The remaining warnings coming from the Eigen headers are likely there because Eigen wants some data types to be guaranteed to be aligned to 16 bytes, although I'm not 100% sure what their reasons are for wanting that. For the most part RTNeural doesn't really interact with the type information that is then passed to Eigen. For example, an RTNeural::Dense<float> will likely result in the creation of an Eigen::Matrix<float>. So you probably don't actually need std::complex<float> and may want to modify Eigen to reflect that, which would likely silence those warnings.

In all, I believe the remaining warnings that you're seeing are happening because of the relationship between your compiler/toolchain and Eigen, and aren't directly related to RTNeural.

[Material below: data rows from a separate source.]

//! Collection CRUD routes, one router per entity schema.

use crate::handlers::resource::{create, delete as delete_handler, list, patch, put, read};
use crate::schema::EntitySchema;
use crate::state::{AppState, ResourceState};
use axum::{routing::get, Router};

/// Mount the five collection operations under `{prefix}/{collection}`.
/// The collection root also answers with a trailing slash.
pub fn resource_routes(state: &AppState, prefix: &str, schema: EntitySchema) -> Router {
    let base = format!("{}/{}", prefix, schema.collection);
    let item = format!("{}/:id", base);
    Router::new()
        .route(&base, get(list).post(create))
        .route(&format!("{}/", base), get(list).post(create))
        .route(&item, get(read).patch(patch).put(put).delete(delete_handler))
        .with_state(ResourceState::new(state, schema))
}
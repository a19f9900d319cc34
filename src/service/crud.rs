//! Generic CRUD over any entity schema.

use crate::document::{parse_id, Document};
use crate::error::AppError;
use crate::response::{format_many, format_one, to_value, ResourceObject};
use crate::schema::EntitySchema;
use crate::service::{DocumentValidator, ValidationMode};
use crate::store::{DocumentStore, UpdateMode};
use bson::oid::ObjectId;
use serde_json::{Map, Value};
use std::collections::HashMap;

pub struct CrudService;

impl CrudService {
    /// All documents, references populated.
    pub async fn list(store: &dyn DocumentStore, schema: &EntitySchema) -> Result<Vec<ResourceObject>, AppError> {
        let docs = store.find_all(schema.collection).await?;
        let docs = populate(store, schema, docs).await?;
        Ok(format_many(docs, schema.collection))
    }

    /// Validate and insert a sanitized body.
    pub async fn create(
        store: &dyn DocumentStore,
        schema: &EntitySchema,
        body: Map<String, Value>,
    ) -> Result<ResourceObject, AppError> {
        let fields = DocumentValidator::prepare(schema, body, ValidationMode::Full)?;
        let doc = store.insert(schema.collection, Document::new(fields)).await?;
        Ok(format_one(doc, schema.collection))
    }

    /// One document, references populated.
    pub async fn read(store: &dyn DocumentStore, schema: &EntitySchema, id: &str) -> Result<ResourceObject, AppError> {
        let oid = require_id(schema, id)?;
        let doc = store
            .find_by_id(schema.collection, &oid)
            .await?
            .ok_or_else(|| not_found(schema, id))?;
        let mut docs = populate(store, schema, vec![doc]).await?;
        let doc = docs.pop().ok_or_else(|| not_found(schema, id))?;
        Ok(format_one(doc, schema.collection))
    }

    /// Merge (PATCH) or replace (PUT) one document. Validation runs before the id is looked up.
    pub async fn update(
        store: &dyn DocumentStore,
        schema: &EntitySchema,
        id: &str,
        body: Map<String, Value>,
        mode: UpdateMode,
    ) -> Result<ResourceObject, AppError> {
        let validation = match mode {
            UpdateMode::Merge => ValidationMode::Partial,
            UpdateMode::Replace => ValidationMode::Full,
        };
        let fields = DocumentValidator::prepare(schema, body, validation)?;
        let oid = require_id(schema, id)?;
        let doc = store
            .update(schema.collection, &oid, fields, mode)
            .await?
            .ok_or_else(|| not_found(schema, id))?;
        Ok(format_one(doc, schema.collection))
    }

    /// Remove one document and return it.
    pub async fn delete(store: &dyn DocumentStore, schema: &EntitySchema, id: &str) -> Result<ResourceObject, AppError> {
        let oid = require_id(schema, id)?;
        let doc = store
            .delete(schema.collection, &oid)
            .await?
            .ok_or_else(|| not_found(schema, id))?;
        Ok(format_one(doc, schema.collection))
    }
}

fn not_found(schema: &EntitySchema, id: &str) -> AppError {
    AppError::NotFound {
        kind: schema.kind,
        id: id.to_string(),
    }
}

/// Malformed ids cannot name a document.
fn require_id(schema: &EntitySchema, id: &str) -> Result<ObjectId, AppError> {
    parse_id(id).ok_or_else(|| not_found(schema, id))
}

/// Replace each reference id with the referenced resource, or `null` when it no longer exists.
/// One batched lookup per reference field.
async fn populate(
    store: &dyn DocumentStore,
    schema: &EntitySchema,
    mut docs: Vec<Document>,
) -> Result<Vec<Document>, AppError> {
    for (field, collection) in schema.references() {
        let mut ids: Vec<ObjectId> = docs
            .iter()
            .filter_map(|d| d.fields.get(field).and_then(Value::as_str).and_then(parse_id))
            .collect();
        ids.sort_by_key(|id| id.bytes());
        ids.dedup();
        let found: HashMap<String, Document> = store
            .find_by_ids(collection, &ids)
            .await?
            .into_iter()
            .map(|d| (d.id_hex(), d))
            .collect();
        for doc in &mut docs {
            let Some(slot) = doc.fields.get_mut(field) else {
                continue;
            };
            if slot.is_null() {
                continue;
            }
            *slot = slot
                .as_str()
                .and_then(|id| found.get(id))
                .map(|related| to_value(format_one(related.clone(), collection)))
                .unwrap_or(Value::Null);
        }
    }
    Ok(docs)
}
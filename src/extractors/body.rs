//! Extract a request body as a sanitized JSON object.

use crate::error::AppError;
use crate::sanitize::sanitize_body;
use async_trait::async_trait;
use axum::{
    body::Bytes,
    extract::{FromRequest, Request},
};
use serde_json::{Map, Value};

/// Sanitized JSON object body. An empty body is an empty object.
#[derive(Clone, Debug)]
pub struct SanitizedBody(pub Map<String, Value>);

#[async_trait]
impl<S> FromRequest<S> for SanitizedBody
where
    S: Send + Sync,
{
    type Rejection = AppError;

    async fn from_request(req: Request, state: &S) -> Result<Self, Self::Rejection> {
        let bytes = Bytes::from_request(req, state).await?;
        if bytes.iter().all(u8::is_ascii_whitespace) {
            return Ok(SanitizedBody(Map::new()));
        }
        let value: Value = serde_json::from_slice(&bytes)
            .map_err(|e| AppError::BadRequest(format!("body is not valid JSON: {}", e)))?;
        match value {
            Value::Object(obj) => Ok(SanitizedBody(sanitize_body(obj))),
            _ => Err(AppError::BadRequest("body must be a JSON object".into())),
        }
    }
}
//! Common routes: health, readiness, version.

use crate::state::AppState;
use axum::{extract::State, http::StatusCode, routing::get, Json, Router};
use serde::Serialize;

#[derive(Serialize)]
struct HealthBody {
    status: &'static str,
}

#[derive(Serialize)]
struct ReadyBody {
    status: &'static str,
    database: &'static str,
}

async fn health() -> Json<HealthBody> {
    Json(HealthBody { status: "ok" })
}

async fn ready(State(state): State<AppState>) -> Result<Json<ReadyBody>, (StatusCode, Json<ReadyBody>)> {
    if let Err(e) = state.store.ping().await {
        tracing::warn!(error = %e, "readiness check failed");
        return Err((
            StatusCode::SERVICE_UNAVAILABLE,
            Json(ReadyBody {
                status: "degraded",
                database: "unavailable",
            }),
        ));
    }
    Ok(Json(ReadyBody {
        status: "ok",
        database: "ok",
    }))
}

async fn version() -> Json<serde_json::Value> {
    Json(serde_json::json!({
        "name": env!("CARGO_PKG_NAME"),
        "version": env!("CARGO_PKG_VERSION")
    }))
}

/// GET /health, GET /ready (store ping), GET /version.
pub fn common_routes(state: AppState) -> Router {
    Router::new()
        .route("/health", get(health))
        .route("/ready", get(ready))
        .route("/version", get(version))
        .with_state(state)
}
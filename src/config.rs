//! Runtime settings from environment variables (a `.env` file is loaded first by the binary).

use crate::error::ConfigError;
use std::net::SocketAddr;

const DEFAULT_DATABASE_URL: &str = "postgres://localhost/registrar";
const DEFAULT_SCHEMA: &str = "registrar";
const DEFAULT_PORT: u16 = 3030;
const DEFAULT_BODY_LIMIT: usize = 100 * 1024;
const DEFAULT_MAX_CONNECTIONS: u32 = 5;

/// Which document store backs the API.
#[derive(Clone, Debug, PartialEq, Eq)]
pub enum StoreKind {
    Postgres,
    Memory,
}

impl std::str::FromStr for StoreKind {
    type Err = ConfigError;

    fn from_str(s: &str) -> Result<Self, Self::Err> {
        match s.trim().to_lowercase().as_str() {
            "postgres" | "postgresql" => Ok(StoreKind::Postgres),
            "memory" => Ok(StoreKind::Memory),
            _ => Err(ConfigError::Invalid {
                key: "REGISTRAR_STORE",
                reason: format!("{} (expected postgres or memory)", s),
            }),
        }
    }
}

#[derive(Clone, Debug)]
pub struct Settings {
    pub store: StoreKind,
    pub database_url: String,
    pub max_connections: u32,
    /// Postgres schema holding one table per collection.
    pub schema: String,
    pub bind_addr: SocketAddr,
    pub body_limit: usize,
}

impl Settings {
    pub fn from_env() -> Result<Self, ConfigError> {
        Self::from_lookup(|key| std::env::var(key).ok())
    }

    /// Build settings from any key lookup. Unset or empty keys take their defaults.
    pub fn from_lookup<F>(lookup: F) -> Result<Self, ConfigError>
    where
        F: Fn(&str) -> Option<String>,
    {
        let get = |key: &str| lookup(key).filter(|v| !v.trim().is_empty());
        let store = match get("REGISTRAR_STORE") {
            Some(v) => v.parse()?,
            None => StoreKind::Postgres,
        };
        let schema = get("REGISTRAR_SCHEMA").unwrap_or_else(|| DEFAULT_SCHEMA.into());
        if !is_identifier(&schema) {
            return Err(ConfigError::Invalid {
                key: "REGISTRAR_SCHEMA",
                reason: format!("{} is not a valid identifier", schema),
            });
        }
        Ok(Settings {
            store,
            database_url: get("DATABASE_URL").unwrap_or_else(|| DEFAULT_DATABASE_URL.into()),
            max_connections: parse_or("DATABASE_MAX_CONNECTIONS", get("DATABASE_MAX_CONNECTIONS"), DEFAULT_MAX_CONNECTIONS)?,
            schema,
            bind_addr: parse_or("BIND_ADDR", get("BIND_ADDR"), SocketAddr::from(([0, 0, 0, 0], DEFAULT_PORT)))?,
            body_limit: parse_or("REGISTRAR_BODY_LIMIT", get("REGISTRAR_BODY_LIMIT"), DEFAULT_BODY_LIMIT)?,
        })
    }
}

fn parse_or<T>(key: &'static str, raw: Option<String>, default: T) -> Result<T, ConfigError>
where
    T: std::str::FromStr,
    T::Err: std::fmt::Display,
{
    match raw {
        Some(v) => v.trim().parse().map_err(|e: T::Err| ConfigError::Invalid {
            key,
            reason: format!("{}: {}", v, e),
        }),
        None => Ok(default),
    }
}

fn is_identifier(s: &str) -> bool {
    let mut chars = s.chars();
    matches!(chars.next(), Some(c) if c.is_ascii_alphabetic() || c == '_')
        && chars.all(|c| c.is_ascii_alphanumeric() || c == '_')
}
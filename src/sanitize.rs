//! Request body sanitizer.
//!
//! Removes client-supplied ids, operator-like keys (`$where`, `a.b`), and HTML
//! markup from string values before a body reaches the schema layer.

use regex::Regex;
use serde_json::{Map, Value};
use std::sync::OnceLock;

/// Top-level keys a client may never set.
const RESERVED_KEYS: &[&str] = &["id", "_id"];

fn script_re() -> &'static Regex {
    static RE: OnceLock<Regex> = OnceLock::new();
    RE.get_or_init(|| Regex::new(r"(?is)<script\b[^>]*>.*?(</script\s*>|$)").expect("static regex"))
}

fn tag_re() -> &'static Regex {
    static RE: OnceLock<Regex> = OnceLock::new();
    RE.get_or_init(|| Regex::new(r"(?s)</?[A-Za-z!][^>]*>").expect("static regex"))
}

/// Sanitize a request body object.
pub fn sanitize_body(body: Map<String, Value>) -> Map<String, Value> {
    let mut out = sanitize_object(body);
    for key in RESERVED_KEYS {
        out.remove(*key);
    }
    out
}

fn is_operator_key(key: &str) -> bool {
    key.starts_with('$') || key.contains('.')
}

fn sanitize_object(obj: Map<String, Value>) -> Map<String, Value> {
    obj.into_iter()
        .filter(|(k, _)| !is_operator_key(k))
        .map(|(k, v)| (k, sanitize_value(v)))
        .collect()
}

fn sanitize_value(value: Value) -> Value {
    match value {
        Value::String(s) => Value::String(strip_tags(&s)),
        Value::Array(items) => Value::Array(items.into_iter().map(sanitize_value).collect()),
        Value::Object(obj) => Value::Object(sanitize_object(obj)),
        other => other,
    }
}

/// Remove markup, dropping `<script>` contents entirely.
pub fn strip_tags(s: &str) -> String {
    let without_scripts = script_re().replace_all(s, "");
    tag_re().replace_all(&without_scripts, "").into_owned()
}
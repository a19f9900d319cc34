//! JSON:API response envelopes: `{ data: { type, id, attributes } }`.

use crate::document::{strip_metadata, Document};
use axum::{http::StatusCode, Json};
use serde::Serialize;
use serde_json::{Map, Value};

/// One resource object.
#[derive(Serialize, Debug, Clone, PartialEq)]
pub struct ResourceObject {
    #[serde(rename = "type")]
    pub kind: String,
    pub id: String,
    pub attributes: Map<String, Value>,
}

#[derive(Serialize, Debug)]
pub struct DataBody<T> {
    pub data: T,
}

/// Format one stored document as a resource of type `kind`.
pub fn format_one(doc: Document, kind: &str) -> ResourceObject {
    ResourceObject {
        kind: kind.to_string(),
        id: doc.id_hex(),
        attributes: strip_metadata(doc.fields),
    }
}

/// Format documents in order.
pub fn format_many(docs: Vec<Document>, kind: &str) -> Vec<ResourceObject> {
    docs.into_iter().map(|doc| format_one(doc, kind)).collect()
}

/// Resource object as a plain JSON value, for nesting a populated reference.
pub fn to_value(resource: ResourceObject) -> Value {
    let mut obj = Map::new();
    obj.insert("type".into(), Value::String(resource.kind));
    obj.insert("id".into(), Value::String(resource.id));
    obj.insert("attributes".into(), Value::Object(resource.attributes));
    Value::Object(obj)
}

pub fn success_one<T: Serialize>(data: T) -> (StatusCode, Json<DataBody<T>>) {
    (StatusCode::CREATED, Json(DataBody { data }))
}

pub fn success_one_ok<T: Serialize>(data: T) -> (StatusCode, Json<DataBody<T>>) {
    (StatusCode::OK, Json(DataBody { data }))
}

pub fn success_many<T: Serialize>(data: Vec<T>) -> (StatusCode, Json<DataBody<Vec<T>>>) {
    (StatusCode::OK, Json(DataBody { data }))
}
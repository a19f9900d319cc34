//! HTTP handlers for collection CRUD.

pub mod resource;
pub use resource::*;
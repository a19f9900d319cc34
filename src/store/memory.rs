//! In-process store. Same semantics as the Postgres store; used by tests and `REGISTRAR_STORE=memory`.

use crate::document::Document;
use crate::error::AppError;
use crate::store::{DocumentStore, UpdateMode};
use async_trait::async_trait;
use bson::oid::ObjectId;
use serde_json::{Map, Value};
use std::collections::{BTreeMap, HashMap};
use tokio::sync::RwLock;

/// Collection name -> (hex id -> fields). Hex ids sort in creation order.
type Collections = HashMap<String, BTreeMap<String, Map<String, Value>>>;

#[derive(Default)]
pub struct MemoryStore {
    collections: RwLock<Collections>,
}

impl MemoryStore {
    pub fn new() -> Self {
        MemoryStore::default()
    }
}

fn to_document(hex: &str, fields: &Map<String, Value>) -> Result<Document, AppError> {
    let id = ObjectId::parse_str(hex).map_err(|e| AppError::Store(format!("corrupt id {}: {}", hex, e)))?;
    Ok(Document::with_id(id, fields.clone()))
}

#[async_trait]
impl DocumentStore for MemoryStore {
    async fn find_all(&self, collection: &str) -> Result<Vec<Document>, AppError> {
        let guard = self.collections.read().await;
        match guard.get(collection) {
            Some(docs) => docs.iter().map(|(id, fields)| to_document(id, fields)).collect(),
            None => Ok(Vec::new()),
        }
    }

    async fn find_by_id(&self, collection: &str, id: &ObjectId) -> Result<Option<Document>, AppError> {
        let guard = self.collections.read().await;
        Ok(guard
            .get(collection)
            .and_then(|docs| docs.get(&id.to_hex()))
            .map(|fields| Document::with_id(*id, fields.clone())))
    }

    async fn find_by_ids(&self, collection: &str, ids: &[ObjectId]) -> Result<Vec<Document>, AppError> {
        let guard = self.collections.read().await;
        let Some(docs) = guard.get(collection) else {
            return Ok(Vec::new());
        };
        Ok(ids
            .iter()
            .filter_map(|id| docs.get(&id.to_hex()).map(|fields| Document::with_id(*id, fields.clone())))
            .collect())
    }

    async fn insert(&self, collection: &str, doc: Document) -> Result<Document, AppError> {
        let mut guard = self.collections.write().await;
        let docs = guard.entry(collection.to_string()).or_default();
        let key = doc.id_hex();
        if docs.contains_key(&key) {
            return Err(AppError::Store(format!("duplicate id {}", key)));
        }
        docs.insert(key, doc.fields.clone());
        Ok(doc)
    }

    async fn update(
        &self,
        collection: &str,
        id: &ObjectId,
        fields: Map<String, Value>,
        mode: UpdateMode,
    ) -> Result<Option<Document>, AppError> {
        let mut guard = self.collections.write().await;
        let Some(existing) = guard.get_mut(collection).and_then(|docs| docs.get_mut(&id.to_hex())) else {
            return Ok(None);
        };
        match mode {
            UpdateMode::Merge => existing.extend(fields),
            UpdateMode::Replace => *existing = fields,
        }
        Ok(Some(Document::with_id(*id, existing.clone())))
    }

    async fn delete(&self, collection: &str, id: &ObjectId) -> Result<Option<Document>, AppError> {
        let mut guard = self.collections.write().await;
        Ok(guard
            .get_mut(collection)
            .and_then(|docs| docs.remove(&id.to_hex()))
            .map(|fields| Document::with_id(*id, fields)))
    }

    async fn ping(&self) -> Result<(), AppError> {
        Ok(())
    }
}
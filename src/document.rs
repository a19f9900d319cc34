//! Stored document: generated object id plus a JSON field map.

use bson::oid::ObjectId;
use serde_json::{Map, Value};

/// Keys the store uses for its own bookkeeping. Never part of a document's fields.
pub const METADATA_KEYS: &[&str] = &["_id", "__v"];

#[derive(Clone, Debug, PartialEq)]
pub struct Document {
    pub id: ObjectId,
    pub fields: Map<String, Value>,
}

impl Document {
    /// New document with a freshly generated id.
    pub fn new(fields: Map<String, Value>) -> Self {
        Document {
            id: ObjectId::new(),
            fields,
        }
    }

    pub fn with_id(id: ObjectId, fields: Map<String, Value>) -> Self {
        Document { id, fields }
    }

    pub fn id_hex(&self) -> String {
        self.id.to_hex()
    }
}

/// Parse a path id. `None` for anything that is not 24 hex characters.
pub fn parse_id(s: &str) -> Option<ObjectId> {
    ObjectId::parse_str(s).ok()
}

/// Fields as stored: metadata keys removed.
pub fn strip_metadata(mut fields: Map<String, Value>) -> Map<String, Value> {
    for key in METADATA_KEYS {
        fields.remove(*key);
    }
    fields
}
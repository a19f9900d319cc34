//! Collection handlers: list, create, read, update (PATCH/PUT), delete.

use crate::error::AppError;
use crate::extractors::SanitizedBody;
use crate::response::{success_many, success_one, success_one_ok};
use crate::service::CrudService;
use crate::state::ResourceState;
use crate::store::UpdateMode;
use axum::{
    extract::{Path, State},
    response::IntoResponse,
};

pub async fn list(State(rs): State<ResourceState>) -> Result<impl IntoResponse, AppError> {
    let data = CrudService::list(rs.store.as_ref(), &rs.schema).await?;
    Ok(success_many(data))
}

pub async fn create(
    State(rs): State<ResourceState>,
    SanitizedBody(body): SanitizedBody,
) -> Result<impl IntoResponse, AppError> {
    let data = CrudService::create(rs.store.as_ref(), &rs.schema, body)
        .await
        .map_err(AppError::save_failure)?;
    tracing::info!(collection = rs.schema.collection, id = %data.id, "created");
    Ok(success_one(data))
}

pub async fn read(
    State(rs): State<ResourceState>,
    Path(id): Path<String>,
) -> Result<impl IntoResponse, AppError> {
    let data = CrudService::read(rs.store.as_ref(), &rs.schema, &id)
        .await
        .map_err(|e| e.not_found_for(rs.schema.kind, &id))?;
    Ok(success_one_ok(data))
}

async fn update(rs: ResourceState, id: String, body: SanitizedBody, mode: UpdateMode) -> Result<impl IntoResponse, AppError> {
    let data = CrudService::update(rs.store.as_ref(), &rs.schema, &id, body.0, mode)
        .await
        .map_err(|e| e.update_failure_for(rs.schema.kind, &id))?;
    Ok(success_one_ok(data))
}

/// PATCH: merge the body into the stored document.
pub async fn patch(
    State(rs): State<ResourceState>,
    Path(id): Path<String>,
    body: SanitizedBody,
) -> Result<impl IntoResponse, AppError> {
    update(rs, id, body, UpdateMode::Merge).await
}

/// PUT: the body replaces the stored document.
pub async fn put(
    State(rs): State<ResourceState>,
    Path(id): Path<String>,
    body: SanitizedBody,
) -> Result<impl IntoResponse, AppError> {
    update(rs, id, body, UpdateMode::Replace).await
}

pub async fn delete(
    State(rs): State<ResourceState>,
    Path(id): Path<String>,
) -> Result<impl IntoResponse, AppError> {
    let data = CrudService::delete(rs.store.as_ref(), &rs.schema, &id)
        .await
        .map_err(|e| e.not_found_for(rs.schema.kind, &id))?;
    tracing::info!(collection = rs.schema.collection, id = %data.id, "deleted");
    Ok(success_one_ok(data))
}
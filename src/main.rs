//! # Ansible Development Environment CLI
//!
//! This is the binary entry point for the `ade` command-line tool.
//!
//! Its primary responsibilities are:
//! - Parsing command-line arguments using `clap`.
//! - Executing the appropriate command based on the parsed arguments.
//! - Mapping the outcome to an exit code: `0` on success, `2` when the run
//!   completed with warnings, `1` on errors.
//!
//! The core application logic is defined in the `lib.rs` library crate, ensuring
//! that the binary is a thin wrapper around the reusable library functionality.

mod cli;
mod commands;

use std::process::ExitCode;

use ade::outcome::Status;
use clap::Parser;

fn main() -> ExitCode {
    let cli = cli::Cli::parse();
    match cli.execute() {
        Ok(Status::Success) => ExitCode::SUCCESS,
        Ok(Status::Warnings) => ExitCode::from(2),
        Ok(Status::Errors) => ExitCode::FAILURE,
        Err(err) => {
            eprintln!("Error: {:#}", err);
            ExitCode::FAILURE
        }
    }
}
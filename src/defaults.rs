//! Default names, packages and limits used across the lifecycle engine.
//!
//! Centralizing them here keeps the installer, uninstaller and inventory
//! agreeing on where collections live inside a virtual environment.

use std::time::Duration;

/// Directory under site-packages that holds every installed collection.
pub const COLLECTIONS_DIR: &str = "ansible_collections";

/// Per-environment working directory, created directly under the venv root.
pub const CACHE_DIR_NAME: &str = ".ansible-dev-environment";

/// Python distribution providing the Ansible runtime.
pub const CORE_PACKAGE: &str = "ansible-core";

/// Meta-package that bundles the Ansible developer tools.
pub const META_PACKAGE: &str = "ansible-dev-tools";

/// Archive base for installing the runtime from a development channel.
pub const CORE_REPO_URL: &str = "https://github.com/ansible/ansible/archive";

/// Collection metadata file at the root of a collection source tree.
pub const GALAXY_FILE: &str = "galaxy.yml";

/// Metadata file written by `ansible-galaxy` into an installed collection.
pub const MANIFEST_FILE: &str = "MANIFEST.json";

/// Requirements file used for a source pre-install.
pub const SOURCE_REQUIREMENTS: &str = ".config/source-requirements.yml";

/// Virtual environment directory spellings never exposed by an editable install.
pub const VENV_NAMES: [&str; 4] = [".venv", "venv", ".virtualenv", "virtualenv"];

/// Other top-level entries never exposed by an editable install.
pub const EXCLUDED_NAMES: [&str; 2] = [".git", "__pycache__"];

/// File suffixes never exposed by an editable install.
pub const EXCLUDED_SUFFIXES: [&str; 2] = [".pyc", ".pyo"];

/// Time limit for the meta-package dry-run constraint query.
pub const DRY_RUN_TIMEOUT: Duration = Duration::from_secs(30);

/// Returns `true` if a top-level source entry must not be linked or copied.
pub fn is_excluded(name: &str) -> bool {
    VENV_NAMES.contains(&name)
        || EXCLUDED_NAMES.contains(&name)
        || EXCLUDED_SUFFIXES.iter().any(|suffix| name.ends_with(suffix))
}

MaxPayne86 commented 1 week ago

Update on this issue

The proposed changes to SIMDExtensions.cmake and common.h look correct to me! If you'd like to make a pull request with those changes, that would be great!

Completed as per PR merge

So you probably don't actually need std::complex

I confirm that, tested with proposed PR in place I am now able to execute template impl. without crashes

./rtneural_layer_bench lstm 10 1 12
Benchmarking lstm layer, with input size 1 and output size 12, with signal length 10 seconds
Processed 10 seconds of signal in 7.71392 seconds
1.29636x real-time
Testing templated implementation...
Processed 10 seconds of signal in 6.50054 seconds
1.53833x real-time
Templated layer is 1.18666x faster!

however, as you can notice RTNEURAL_DEFAULT_ALIGNMENT=8 seems less performant than RTNEURAL_DEFAULT_ALIGNMENT=16 on a 32-bit processor using EIGEN.

XSIMD wip...

jatinchowdhury18 commented 1 week ago

Awesome! It does make sense that using 8-byte alignment will be slower than 16-byte alignment if Eigen is trying to use certain SIMD intrinsics, since they'll probably end up needing to do a lot more "unaligned load" operations. Obviously that will depend on the platform architecture, and the specifics of what Eigen is trying to do under the hood.